If you’re not interested in boosting your vocabulary and using too much brain power…relax. It’s fine. Some texts will grab you more than others. There is absolutely nothing wrong with passive reading. Many learners are naturally good at guessing meaning from context; others need practice.
Pay attention to grammar too. You’ll see structures you already know, as well as new grammar or more unconventional ways of using language.
The final and most important point to remember – don’t interrupt your reading every time you come to an unknown word. This is reiterated throughout the book, but it’s best to read the entire piece, or page, section or paragraph, however much you can handle before going back to look at new language. Make sure, first and foremost, that you get the gist of the text. You need to see the whole picture before breaking down the individual parts.
Bill Bryson, The Body: A Guide for Occupants, Chapter 14: ‘Food, Glorious Food’, pp 263-267, Penguin Random House, 2019
I’ve chosen this more or less by chance. It’s what I happened to be reading at the time I wrote this.
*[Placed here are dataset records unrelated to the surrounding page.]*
fn check_record(file: &Path, runtime: Option<&str>) -> Result<u8> {
    let content = std::fs::read_to_string(file)
        .with_context(|| format!("failed to read {}", file.display()))?;

    let descriptor = match parse_metadata(&content) {
        Ok(d) => d,
        Err(err) => {
            println!("{}: rejected ({})", file.display(), err);
            return Ok(exit_codes::CHECK_ERROR);
        }
    };

    let checker = match runtime {
        Some(raw) => {
            let runtime: Version = raw
                .parse()
                .with_context(|| format!("invalid runtime version {:?}", raw))?;
            FieldChecker::with_target_runtime(runtime)
        }
        None => FieldChecker::new(),
    };

    let findings = checker.check_descriptor(&descriptor);

    println!("{}", descriptor.release_id());
    for finding in &findings {
        println!(
            "  [{}] {}: {}",
            severity_label(finding.severity),
            finding.code.as_str(),
            finding.message
        );
    }

    let errors = findings
        .iter()
        .filter(|f| f.severity == Severity::Error)
        .count();
    let warnings = findings
        .iter()
        .filter(|f| f.severity == Severity::Warning)
        .count();

    if errors > 0 {
        Ok(exit_codes::CHECK_ERROR)
    } else if warnings > 0 {
        Ok(exit_codes::CHECK_WARNING)
    } else {
        println!("  descriptor is valid");
        Ok(exit_codes::SUCCESS)
    }
}

fn severity_label(severity: Severity) -> &'static str {
    match severity {
        Severity::Error => "error",
        Severity::Warning => "warning",
        Severity::Info => "info",
    }
}

fn list_sources() {
    println!("Available sources:");
    println!();

    let sources = [
        (
            "dist-info",
            "dist-info records",
            "<site-packages>/*.dist-info/METADATA",
        ),
        (
            "egg-info",
            "egg-info records",
            "<site-packages>/*.egg-info/PKG-INFO",
        ),
    ];

    for (id, name, location) in sources {
        let scanner = get_scanner(parse_source(id).unwrap(), Vec::new());
        let supported = if scanner.is_supported() { "yes" } else { "no" };

        println!("  {:<12} {:<22} [supported: {}]", id, name, supported);
        println!("  {:<12} Location: {}", "", location);
        println!();
    }

    let roots = site_packages_dirs();
    if roots.is_empty() {
        println!("No site-packages roots found on this machine.");
    } else {
        println!("Search roots on this machine:");
        for root in roots {
            println!("  {}", root.display());
        }
    }
}
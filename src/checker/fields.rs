use crate::classifiers;
use crate::model::{CheckCode, Descriptor, Distribution, Finding};
use crate::version::Version;
use anyhow::Result;
use async_trait::async_trait;

/// Validates descriptor fields against the rules the index enforces on
/// upload: name shape, classifier vocabulary, content types, and (when a
/// target runtime is configured) `Requires-Python` support.
pub struct FieldChecker {
    target_runtime: Option<Version>,
}

impl FieldChecker {
    pub fn new() -> Self {
        Self {
            target_runtime: None,
        }
    }

    /// Also reports descriptors whose `Requires-Python` rejects `runtime`.
    pub fn with_target_runtime(runtime: Version) -> Self {
        Self {
            target_runtime: Some(runtime),
        }
    }

    /// Findings for a single descriptor.
    pub fn check_descriptor(&self, d: &Descriptor) -> Vec<Finding> {
        let mut findings = Vec::new();
        let package = &d.name;

        if !is_valid_name(&d.name) {
            findings.push(Finding::new(
                CheckCode::InvalidName,
                package,
                format!("distribution name {:?} is not a valid identifier", d.name),
            ));
        }

        if d.metadata_version.is_none() {
            findings.push(Finding::new(
                CheckCode::MissingMetadataVersion,
                package,
                "record does not declare a Metadata-Version",
            ));
        }

        if d.summary.is_none() {
            findings.push(Finding::new(
                CheckCode::MissingSummary,
                package,
                "record has no Summary field",
            ));
        }

        for classifier in &d.classifiers {
            if !classifiers::is_well_formed(classifier) {
                findings.push(Finding::new(
                    CheckCode::MalformedClassifier,
                    package,
                    format!("classifier {:?} is not ' :: '-separated", classifier),
                ));
            } else if !classifiers::has_known_group(classifier) {
                findings.push(Finding::new(
                    CheckCode::UnknownClassifierGroup,
                    package,
                    format!(
                        "classifier {:?} does not start with a known group",
                        classifier
                    ),
                ));
            }
        }

        if let Some(ct) = &d.description_content_type {
            if !ct.is_known() {
                findings.push(Finding::new(
                    CheckCode::UnknownContentType,
                    package,
                    format!("Description-Content-Type {:?} is not recognized", ct.as_str()),
                ));
            }
        }

        match &d.requires_python {
            None => {
                findings.push(Finding::new(
                    CheckCode::MissingRequiresPython,
                    package,
                    "record does not declare a supported runtime range",
                ));
            }
            Some(spec) => {
                if let Some(runtime) = &self.target_runtime {
                    if !spec.contains(runtime) {
                        findings.push(Finding::new(
                            CheckCode::UnsupportedRuntime,
                            package,
                            format!(
                                "requires Python {}, target runtime is {}",
                                spec, runtime
                            ),
                        ));
                    }
                }
            }
        }

        findings
    }
}

impl Default for FieldChecker {
    fn default() -> Self {
        Self::new()
    }
}

#[async_trait]
impl super::DescriptorChecker for FieldChecker {
    fn name(&self) -> &'static str {
        "descriptor fields"
    }

    async fn check(&self, distributions: &[Distribution]) -> Result<Vec<Finding>> {
        let mut findings = Vec::new();
        for dist in distributions {
            findings.extend(self.check_descriptor(&dist.descriptor));
        }
        Ok(findings)
    }
}

/// A valid distribution name starts and ends with an ASCII letter or digit
/// and otherwise contains only letters, digits, `.`, `_` and `-`.
pub fn is_valid_name(name: &str) -> bool {
    let bytes = name.as_bytes();
    let Some((&first, rest)) = bytes.split_first() else {
        return false;
    };
    let Some((&last, middle)) = rest.split_last() else {
        return first.is_ascii_alphanumeric();
    };
    first.is_ascii_alphanumeric()
        && last.is_ascii_alphanumeric()
        && middle
            .iter()
            .all(|&b| b.is_ascii_alphanumeric() || b == b'.' || b == b'_' || b == b'-')
}

#[cfg(test)]
mod tests {
    use super::*;
    use crate::metadata::parse_metadata;

    fn descriptor(record: &str) -> Descriptor {
        parse_metadata(record).unwrap()
    }

    fn codes(findings: &[Finding]) -> Vec<CheckCode> {
        findings.iter().map(|f| f.code).collect()
    }

    #[test]
    fn test_valid_names() {
        for name in ["requests", "A", "zope.interface", "ruamel.yaml-clib", "x2y"] {
            assert!(is_valid_name(name), "{}", name);
        }
    }

    #[test]
    fn test_invalid_names() {
        for name in ["", "-pandas", "pandas-", ".hidden", "bad name", "naïve"] {
            assert!(!is_valid_name(name), "{:?}", name);
        }
    }

    #[test]
    fn test_clean_record_has_no_warnings_or_errors() {
        let d = descriptor(
            "Metadata-Version: 2.1\nName: demo\nVersion: 1.0\nSummary: ok\n\
             Classifier: Topic :: Utilities\nRequires-Python: >=3.8\n",
        );
        let findings = FieldChecker::new().check_descriptor(&d);
        assert!(findings.is_empty(), "{:?}", findings);
    }

    #[test]
    fn test_missing_optional_fields_reported() {
        let d = descriptor("Name: demo\nVersion: 1.0\n");
        let found = codes(&FieldChecker::new().check_descriptor(&d));
        assert!(found.contains(&CheckCode::MissingMetadataVersion));
        assert!(found.contains(&CheckCode::MissingSummary));
        assert!(found.contains(&CheckCode::MissingRequiresPython));
    }

    #[test]
    fn test_classifier_findings() {
        let d = descriptor(
            "Metadata-Version: 2.1\nName: demo\nVersion: 1.0\nSummary: ok\n\
             Requires-Python: >=3.8\n\
             Classifier: Frobnication :: Advanced\nClassifier: JustOneWord\n",
        );
        let found = codes(&FieldChecker::new().check_descriptor(&d));
        assert!(found.contains(&CheckCode::UnknownClassifierGroup));
        assert!(found.contains(&CheckCode::MalformedClassifier));
    }

    #[test]
    fn test_unknown_content_type() {
        let d = descriptor(
            "Metadata-Version: 2.1\nName: demo\nVersion: 1.0\nSummary: ok\n\
             Requires-Python: >=3.8\nDescription-Content-Type: application/pdf\n",
        );
        let found = codes(&FieldChecker::new().check_descriptor(&d));
        assert_eq!(found, vec![CheckCode::UnknownContentType]);
    }

    #[test]
    fn test_unsupported_runtime() {
        let d = descriptor(
            "Metadata-Version: 2.1\nName: demo\nVersion: 1.0\nSummary: ok\n\
             Requires-Python: >=3.8\n",
        );
        let old = Version::parse("3.7").unwrap();
        let found = FieldChecker::with_target_runtime(old).check_descriptor(&d);
        assert_eq!(codes(&found), vec![CheckCode::UnsupportedRuntime]);

        let new = Version::parse("3.11").unwrap();
        let found = FieldChecker::with_target_runtime(new).check_descriptor(&d);
        assert!(found.is_empty());
    }
}
mod fields;
mod latest;

pub use fields::{is_valid_name, FieldChecker};
pub use latest::{is_newer, normalize_name, LatestChecker};

use crate::model::{Distribution, Finding};
use anyhow::Result;
use async_trait::async_trait;

#[async_trait]
pub trait DescriptorChecker: Send + Sync {
    fn name(&self) -> &'static str;
    async fn check(&self, distributions: &[Distribution]) -> Result<Vec<Finding>>;
}

pub fn default_checker() -> FieldChecker {
    FieldChecker::new()
}

pub fn default_latest_checker() -> LatestChecker {
    LatestChecker::new()
}
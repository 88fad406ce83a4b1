use crate::model::{ContentType, Descriptor};
use crate::specifier::SpecifierError;
use crate::version::{Version, VersionError};
use std::collections::BTreeSet;
use thiserror::Error;

/// Why a descriptor record was rejected.
///
/// The descriptor itself carries no validation logic; rejection of malformed
/// metadata happens here, at the consuming side.
#[derive(Debug, Error)]
pub enum MetadataError {
    #[error("missing required field: {0}")]
    MissingField(&'static str),
    #[error("line {line}: not a header line: {text:?}")]
    MalformedLine { line: usize, text: String },
    #[error("line {0}: continuation line before any header field")]
    DanglingContinuation(usize),
    #[error("invalid Version field: {0}")]
    Version(#[from] VersionError),
    #[error("invalid Requires-Python field: {0}")]
    Specifier(#[from] SpecifierError),
}

/// Parses a descriptor record.
///
/// Keys are matched case-insensitively. Fields this tool does not model are
/// preserved in [`Descriptor::unknown`] so that [`write_metadata`] can
/// round-trip the record.
///
/// [`write_metadata`]: super::write_metadata
pub fn parse_metadata(input: &str) -> Result<Descriptor, MetadataError> {
    let mut fields: Vec<(String, String)> = Vec::new();
    let mut body_lines: Vec<&str> = Vec::new();
    let mut in_body = false;

    for (idx, line) in input.lines().enumerate() {
        if in_body {
            body_lines.push(line);
            continue;
        }
        if line.trim().is_empty() {
            in_body = true;
            continue;
        }
        if line.starts_with(' ') || line.starts_with('\t') {
            match fields.last_mut() {
                Some((_, value)) => {
                    value.push('\n');
                    value.push_str(line.trim_start());
                }
                None => return Err(MetadataError::DanglingContinuation(idx + 1)),
            }
            continue;
        }
        match line.split_once(':') {
            Some((key, value)) => {
                fields.push((key.trim().to_string(), value.trim().to_string()));
            }
            None => {
                return Err(MetadataError::MalformedLine {
                    line: idx + 1,
                    text: line.to_string(),
                })
            }
        }
    }

    let mut metadata_version = None;
    let mut name: Option<String> = None;
    let mut version_raw: Option<String> = None;
    let mut summary = None;
    let mut homepage = None;
    let mut author = None;
    let mut author_email = None;
    let mut license = None;
    let mut keywords = BTreeSet::new();
    let mut classifiers = BTreeSet::new();
    let mut requires_python_raw: Option<String> = None;
    let mut description_content_type = None;
    let mut extras = BTreeSet::new();
    let mut license_files = Vec::new();
    let mut description: Option<String> = None;
    let mut unknown = Vec::new();

    for (key, value) in fields {
        match key.to_ascii_lowercase().as_str() {
            "metadata-version" => metadata_version = nonempty(value),
            "name" => name = nonempty(value),
            "version" => version_raw = nonempty(value),
            "summary" => summary = nonempty(value),
            "home-page" | "homepage" => homepage = nonempty(value),
            "author" => author = nonempty(value),
            "author-email" => author_email = nonempty(value),
            "license" => license = nonempty(value),
            "keywords" => keywords.extend(split_keywords(&value)),
            "classifier" => {
                if !value.is_empty() {
                    classifiers.insert(value);
                }
            }
            "requires-python" => requires_python_raw = nonempty(value),
            "description-content-type" => {
                description_content_type = nonempty(value).map(|v| ContentType::parse(&v));
            }
            "provides-extra" => {
                if !value.is_empty() {
                    extras.insert(value);
                }
            }
            "license-file" => {
                if !value.is_empty() {
                    license_files.push(value);
                }
            }
            "description" => description = nonempty(value),
            _ => unknown.push((key, value)),
        }
    }

    // A body after the blank line wins over a Description header.
    let body = body_lines.join("\n");
    let body = body.trim_start_matches('\n').trim_end();
    if !body.is_empty() {
        description = Some(body.to_string());
    }

    let name = name.ok_or(MetadataError::MissingField("Name"))?;
    let version: Version = version_raw
        .ok_or(MetadataError::MissingField("Version"))?
        .parse()?;
    let requires_python = match requires_python_raw {
        Some(raw) => Some(raw.parse()?),
        None => None,
    };

    Ok(Descriptor {
        metadata_version,
        name,
        version,
        summary,
        homepage,
        author,
        author_email,
        license,
        keywords,
        classifiers,
        requires_python,
        description_content_type,
        extras,
        license_files,
        description,
        unknown,
    })
}

// Empty header values are treated as absent fields.
fn nonempty(value: String) -> Option<String> {
    if value.is_empty() {
        None
    } else {
        Some(value)
    }
}

// Keywords appear comma-separated in recent records and space-separated in
// older ones.
fn split_keywords(value: &str) -> Vec<String> {
    let parts: Vec<&str> = if value.contains(',') {
        value.split(',').collect()
    } else {
        value.split_whitespace().collect()
    };
    parts
        .into_iter()
        .map(str::trim)
        .filter(|k| !k.is_empty())
        .map(str::to_string)
        .collect()
}

#[cfg(test)]
mod tests {
    use super::*;
    use crate::metadata::write_metadata;

    const VARIANTCONVERT_RECORD: &str = "\
Metadata-Version: 2.1
Name: variantconvert
Version: 1.0.0
Summary: Convert genetic variant files between formats
Home-page: https://github.com/SamuelNicaise/variantconvert
Author: Samuel Nicaise
Keywords: bioinformatics,vcf,tsv,variant,converter
Classifier: Development Status :: 4 - Beta
Classifier: Intended Audience :: Science/Research
Classifier: License :: OSI Approved :: GNU General Public License v3 (GPLv3)
Classifier: Programming Language :: Python :: 3
Classifier: Topic :: Scientific/Engineering :: Bio-Informatics
Requires-Python: >=3.8
Description-Content-Type: text/markdown
Provides-Extra: tests
License-File: LICENSE

Converts genetic variant files between VCF and the tabular formats
used in clinical genomics.
";

    #[test]
    fn test_parse_reference_record() {
        let d = parse_metadata(VARIANTCONVERT_RECORD).unwrap();
        assert_eq!(d.name, "variantconvert");
        assert_eq!(d.version, Version::parse("1.0.0").unwrap());
        assert_eq!(
            d.summary.as_deref(),
            Some("Convert genetic variant files between formats")
        );
        assert_eq!(d.author.as_deref(), Some("Samuel Nicaise"));
        assert_eq!(d.classifiers.len(), 5);
        assert!(d
            .classifiers
            .contains("Topic :: Scientific/Engineering :: Bio-Informatics"));
        assert!(d.keywords.contains("vcf"));
        assert!(d.extras.contains("tests"));
        assert_eq!(d.license_files, vec!["LICENSE".to_string()]);
        assert!(d.description.as_deref().unwrap().starts_with("Converts"));
    }

    #[test]
    fn test_requires_python_bound() {
        let d = parse_metadata(VARIANTCONVERT_RECORD).unwrap();
        let spec = d.requires_python.unwrap();
        for ok in ["3.8", "3.8.0", "3.9", "3.12"] {
            assert!(spec.contains(&Version::parse(ok).unwrap()), "{}", ok);
        }
        assert!(!spec.contains(&Version::parse("3.7").unwrap()));
    }

    #[test]
    fn test_parse_is_idempotent() {
        let first = parse_metadata(VARIANTCONVERT_RECORD).unwrap();
        let second = parse_metadata(VARIANTCONVERT_RECORD).unwrap();
        assert_eq!(first, second);
    }

    #[test]
    fn test_round_trip() {
        let parsed = parse_metadata(VARIANTCONVERT_RECORD).unwrap();
        let written = write_metadata(&parsed);
        let reparsed = parse_metadata(&written).unwrap();
        assert_eq!(parsed, reparsed);
    }

    #[test]
    fn test_classifier_multiplicity_is_irrelevant() {
        let record = "Name: a\nVersion: 1.0\nClassifier: Topic :: Utilities\nClassifier: Topic :: Utilities\n";
        let d = parse_metadata(record).unwrap();
        assert_eq!(d.classifiers.len(), 1);
    }

    #[test]
    fn test_keys_are_case_insensitive() {
        let d = parse_metadata("NAME: pkg\nVERSION: 2.0\nsummary: hi\n").unwrap();
        assert_eq!(d.name, "pkg");
        assert_eq!(d.summary.as_deref(), Some("hi"));
    }

    #[test]
    fn test_continuation_lines_fold() {
        let record = "Name: pkg\nVersion: 1.0\nLicense: MIT License\n        with an extra clause\n";
        let d = parse_metadata(record).unwrap();
        assert_eq!(
            d.license.as_deref(),
            Some("MIT License\nwith an extra clause")
        );
    }

    #[test]
    fn test_unknown_fields_are_preserved() {
        let record = "Name: pkg\nVersion: 1.0\nRequires-Dist: pandas\nPlatform: any\n";
        let d = parse_metadata(record).unwrap();
        assert_eq!(
            d.unknown,
            vec![
                ("Requires-Dist".to_string(), "pandas".to_string()),
                ("Platform".to_string(), "any".to_string()),
            ]
        );
        let reparsed = parse_metadata(&write_metadata(&d)).unwrap();
        assert_eq!(d, reparsed);
    }

    #[test]
    fn test_space_separated_keywords() {
        let d = parse_metadata("Name: pkg\nVersion: 1.0\nKeywords: genomics vcf tools\n").unwrap();
        assert_eq!(d.keywords.len(), 3);
        assert!(d.keywords.contains("genomics"));
    }

    #[test]
    fn test_missing_required_fields() {
        assert!(matches!(
            parse_metadata("Version: 1.0\n"),
            Err(MetadataError::MissingField("Name"))
        ));
        assert!(matches!(
            parse_metadata("Name: pkg\n"),
            Err(MetadataError::MissingField("Version"))
        ));
    }

    #[test]
    fn test_malformed_inputs() {
        assert!(matches!(
            parse_metadata("Name: pkg\nVersion: not-a-version\n"),
            Err(MetadataError::Version(_))
        ));
        assert!(matches!(
            parse_metadata("Name: pkg\nVersion: 1.0\nRequires-Python: banana\n"),
            Err(MetadataError::Specifier(_))
        ));
        assert!(matches!(
            parse_metadata("Name pkg\n"),
            Err(MetadataError::MalformedLine { line: 1, .. })
        ));
        assert!(matches!(
            parse_metadata("   floating\n"),
            Err(MetadataError::DanglingContinuation(1))
        ));
    }

    #[test]
    fn test_description_header_loses_to_body() {
        let record = "Name: pkg\nVersion: 1.0\nDescription: short\n\nThe real body.\n";
        let d = parse_metadata(record).unwrap();
        assert_eq!(d.description.as_deref(), Some("The real body."));
    }
}
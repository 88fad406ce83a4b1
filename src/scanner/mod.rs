//! Descriptor discovery.
//!
//! This module provides the [`Scanner`] trait and implementations for
//! discovering installed distributions by their descriptor records.
//!
//! # Available Scanners
//!
//! | Scanner | Record | Layout |
//! |---------|--------|--------|
//! | [`DistInfoScanner`] | `METADATA` | `<name>-<version>.dist-info/` directories |
//! | [`EggInfoScanner`] | `PKG-INFO` | `<name>.egg-info/` directories or bare files |
//!
//! Both walk the platform's site-packages roots plus any configured extra
//! search paths. A record that fails to parse is logged and skipped; a scan
//! never fails because one distribution shipped bad metadata.
//!
//! # Example
//!
//! ```no_run
//! use distscan::scanner::{all_scanners, Scanner};
//!
//! #[tokio::main]
//! async fn main() -> anyhow::Result<()> {
//!     for scanner in all_scanners(Vec::new()) {
//!         if scanner.is_supported() {
//!             let dists = scanner.scan().await?;
//!             println!("{}: {} distributions", scanner.name(), dists.len());
//!         }
//!     }
//!     Ok(())
//! }
//! ```

mod dist_info;
mod egg_info;

pub use dist_info::DistInfoScanner;
pub use egg_info::EggInfoScanner;

use crate::model::{Distribution, Platform, Source};
use crate::platform::site_packages_dirs;
use anyhow::Result;
use async_trait::async_trait;
use std::path::PathBuf;

/// Trait for discovering installed distributions from one record layout.
#[async_trait]
pub trait Scanner: Send + Sync {
    /// Returns the human-readable name of this scanner.
    fn name(&self) -> &'static str;

    /// Returns the source kind this scanner handles.
    fn source(&self) -> Source;

    /// Returns the platforms this scanner supports.
    fn supported_platforms(&self) -> &[Platform];

    /// Returns true if this scanner is supported on the current platform.
    fn is_supported(&self) -> bool {
        let current = Platform::current();
        self.supported_platforms().contains(&current)
    }

    /// Scans for installed distributions and returns them.
    ///
    /// # Errors
    ///
    /// Returns an error only on scanner-level failures; individual unreadable
    /// or malformed records are skipped.
    async fn scan(&self) -> Result<Vec<Distribution>>;
}

/// Search roots for a scanner: platform site-packages plus extras, deduped.
pub(crate) fn search_roots(extra: Vec<PathBuf>) -> Vec<PathBuf> {
    let mut roots = site_packages_dirs();
    roots.extend(extra);
    roots.sort();
    roots.dedup();
    roots
}

/// Returns a list of all available scanners.
///
/// `extra_roots` are searched in addition to the platform's site-packages
/// directories (the `search_paths` config key and `--path` flag end up here).
pub fn all_scanners(extra_roots: Vec<PathBuf>) -> Vec<Box<dyn Scanner>> {
    vec![
        Box::new(DistInfoScanner::with_extra_roots(extra_roots.clone())),
        Box::new(EggInfoScanner::with_extra_roots(extra_roots)),
    ]
}

/// Returns the scanner for a specific source.
pub fn get_scanner(source: Source, extra_roots: Vec<PathBuf>) -> Box<dyn Scanner> {
    match source {
        Source::DistInfo | Source::File => {
            Box::new(DistInfoScanner::with_extra_roots(extra_roots))
        }
        Source::EggInfo => Box::new(EggInfoScanner::with_extra_roots(extra_roots)),
    }
}
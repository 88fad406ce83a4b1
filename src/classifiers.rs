//! Classifier vocabulary checks.
//!
//! Classifiers are ` :: `-separated tags drawn from an externally-governed
//! vocabulary ("trove" classifiers). The full list is large and changes over
//! time, so validation here is structural: an entry must be well formed and
//! its leading segment must name a known group. Exact-membership checking is
//! left to the index that owns the vocabulary.

/// Top-level classifier groups, as published by the package index.
pub const KNOWN_GROUPS: &[&str] = &[
    "Development Status",
    "Environment",
    "Framework",
    "Intended Audience",
    "License",
    "Natural Language",
    "Operating System",
    "Programming Language",
    "Topic",
    "Typing",
];

/// Splits a classifier into its ` :: ` segments.
pub fn segments(classifier: &str) -> Vec<&str> {
    classifier.split(" :: ").map(str::trim).collect()
}

/// A classifier is well formed when it has at least two non-empty segments
/// (`Typing :: Typed` is the one single-purpose group with two).
pub fn is_well_formed(classifier: &str) -> bool {
    let parts = segments(classifier);
    parts.len() >= 2 && parts.iter().all(|p| !p.is_empty())
}

/// The leading group segment, if present.
pub fn group(classifier: &str) -> Option<&str> {
    let head = classifier.split(" :: ").next()?.trim();
    if head.is_empty() {
        None
    } else {
        Some(head)
    }
}

/// Whether the leading segment names a known group.
pub fn has_known_group(classifier: &str) -> bool {
    group(classifier).is_some_and(|g| KNOWN_GROUPS.contains(&g))
}

#[cfg(test)]
mod tests {
    use super::*;

    #[test]
    fn test_well_formed() {
        assert!(is_well_formed("Development Status :: 4 - Beta"));
        assert!(is_well_formed(
            "Topic :: Scientific/Engineering :: Bio-Informatics"
        ));
        assert!(!is_well_formed("Development Status"));
        assert!(!is_well_formed("Topic :: "));
        assert!(!is_well_formed(""));
    }

    #[test]
    fn test_group_extraction() {
        assert_eq!(
            group("Intended Audience :: Science/Research"),
            Some("Intended Audience")
        );
        assert_eq!(group(""), None);
    }

    #[test]
    fn test_known_groups() {
        assert!(has_known_group("Programming Language :: Python :: 3"));
        assert!(has_known_group(
            "License :: OSI Approved :: GNU General Public License v3 (GPLv3)"
        ));
        assert!(!has_known_group("Frobnication :: Advanced"));
    }
}
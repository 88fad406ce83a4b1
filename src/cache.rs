//! File-based caching for index API responses.
//!
//! Latest-release lookups hit the package index once per distribution; this
//! cache keeps those responses on disk with a TTL so repeated scans stay
//! fast and polite to the index.
//!
//! # Example
//!
//! ```no_run
//! use distscan::Cache;
//!
//! let cache = Cache::new();
//! cache.set("pypi_latest_requests", &"2.32.3".to_string()).unwrap();
//! let value: Option<String> = cache.get("pypi_latest_requests");
//! ```

use anyhow::Result;
use serde::{de::DeserializeOwned, Serialize};
use std::fs;
use std::path::PathBuf;
use std::time::{Duration, SystemTime};

use crate::platform::cache_dir;

/// Default cache TTL in hours.
const CACHE_TTL_HOURS: u64 = 24;

/// A file-based cache with TTL support.
///
/// Values are stored as JSON files in the cache directory. Each entry
/// expires after the configured TTL period.
pub struct Cache {
    dir: PathBuf,
    ttl: Duration,
}

impl Cache {
    /// Creates a new cache with the default 24-hour TTL.
    pub fn new() -> Self {
        Self {
            dir: cache_dir(),
            ttl: Duration::from_secs(CACHE_TTL_HOURS * 3600),
        }
    }

    /// Creates a new cache with a custom TTL.
    pub fn with_ttl_hours(hours: u64) -> Self {
        Self {
            dir: cache_dir(),
            ttl: Duration::from_secs(hours * 3600),
        }
    }

    fn ensure_dir(&self) -> Result<()> {
        if !self.dir.exists() {
            fs::create_dir_all(&self.dir)?;
        }
        Ok(())
    }

    /// Converts a cache key to a safe filename.
    fn cache_path(&self, key: &str) -> PathBuf {
        let safe_key: String = key
            .chars()
            .map(|c| {
                if c.is_alphanumeric() || c == '-' || c == '_' {
                    c
                } else {
                    '_'
                }
            })
            .collect();
        self.dir.join(format!("{}.json", safe_key))
    }

    /// Retrieves a value from the cache.
    ///
    /// Returns `None` if the key doesn't exist or has expired.
    pub fn get<T: DeserializeOwned>(&self, key: &str) -> Option<T> {
        let path = self.cache_path(key);

        if !path.exists() {
            return None;
        }

        if let Ok(metadata) = fs::metadata(&path) {
            if let Ok(modified) = metadata.modified() {
                if let Ok(elapsed) = SystemTime::now().duration_since(modified) {
                    if elapsed > self.ttl {
                        let _ = fs::remove_file(&path);
                        return None;
                    }
                }
            }
        }

        let content = fs::read_to_string(&path).ok()?;
        serde_json::from_str(&content).ok()
    }

    /// Stores a value in the cache.
    ///
    /// # Errors
    ///
    /// Returns an error if the cache directory cannot be created or
    /// the file cannot be written.
    pub fn set<T: Serialize>(&self, key: &str, value: &T) -> Result<()> {
        self.ensure_dir()?;
        let path = self.cache_path(key);
        let content = serde_json::to_string(value)?;
        fs::write(&path, content)?;
        Ok(())
    }

    /// Clears all cached entries.
    pub fn clear(&self) -> Result<()> {
        if self.dir.exists() {
            for entry in fs::read_dir(&self.dir)?.flatten() {
                let path = entry.path();
                if path.extension().map(|e| e == "json").unwrap_or(false) {
                    let _ = fs::remove_file(path);
                }
            }
        }
        Ok(())
    }
}

impl Default for Cache {
    fn default() -> Self {
        Self::new()
    }
}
I’m not necessarily a Bill Bryson fan. This is only the second of his books I’ve read, the other being A Short History of Nearly Everything. He’s a clear, accessible and engaging writer, and this is the kind of non-fiction that shouldn’t prove too challenging.
And, who doesn’t enjoy reading about food and eating?
Let’s get cracking.
“We all know that if we consume too much beer and cake and pizza and cheeseburgers and all the other things that make life frankly worth living, we will add pounds to our bodies because we have taken in too many calories. But what exactly are these little numerical oddments that are so keen to make us round and wobbly?”
You should know consume, but you are almost certainly only using eat actively, so you now have a more formal synonym. The structure worth living is an example of verb patterns with a gerund or infinitive (verb + gerund) and is extremely useful. Because Bryson is American, he avoids the metric system and instead uses pounds, which many readers will be aware of, but you can probably guess it’s a measurement like kilograms. Taken in is a nice phrasal verb and these are trickier because they can be harder to notice in context. You’ll see verbs like taken and assume you know them and miss the particle in. It’s so easy to overlook small prepositions. Here, taken in is also a synonym for consume. The last sentence probably isn’t worth focusing on. Numerical oddments is not a natural collocation I’ve ever seen and you don’t need to bother with wobbly unless you want to, but you should know by this point in your life what will happen to your body if you eat too many burgers.
“Until 1964, the official guidance in the United States was for 3,200 calories per day for a moderately active woman and 2,300 for a similarly disposed woman.”
Just go back a few words in the sentence to find the adverb-adjective collocation moderately active, and you’ll be able to work out what similarly disposed means. No need to read any further to guess this one. This is a collocation that will almost certainly remain passive forever, and that’s fine. You probably don’t need it. But there’s a valuable lesson to focus on here – this is a common feature of writing, and it should be fairly easy to pick up the meaning of new language when it is used like this.
“The father of caloric measurement was the American academic Wilbur Olin Atwater. A devout and kindly man with a walrus moustache and a stout frame that showed he was no stranger to the larder himself, Atwater was born in 1944 in upstate New York…and studied agricultural chemistry…”
One more time:
“A devout and kindly man with a walrus moustache and a stout frame that showed he was no stranger to the larder himself, Atwater was born in 1944 in upstate New York…and studied agricultural chemistry…”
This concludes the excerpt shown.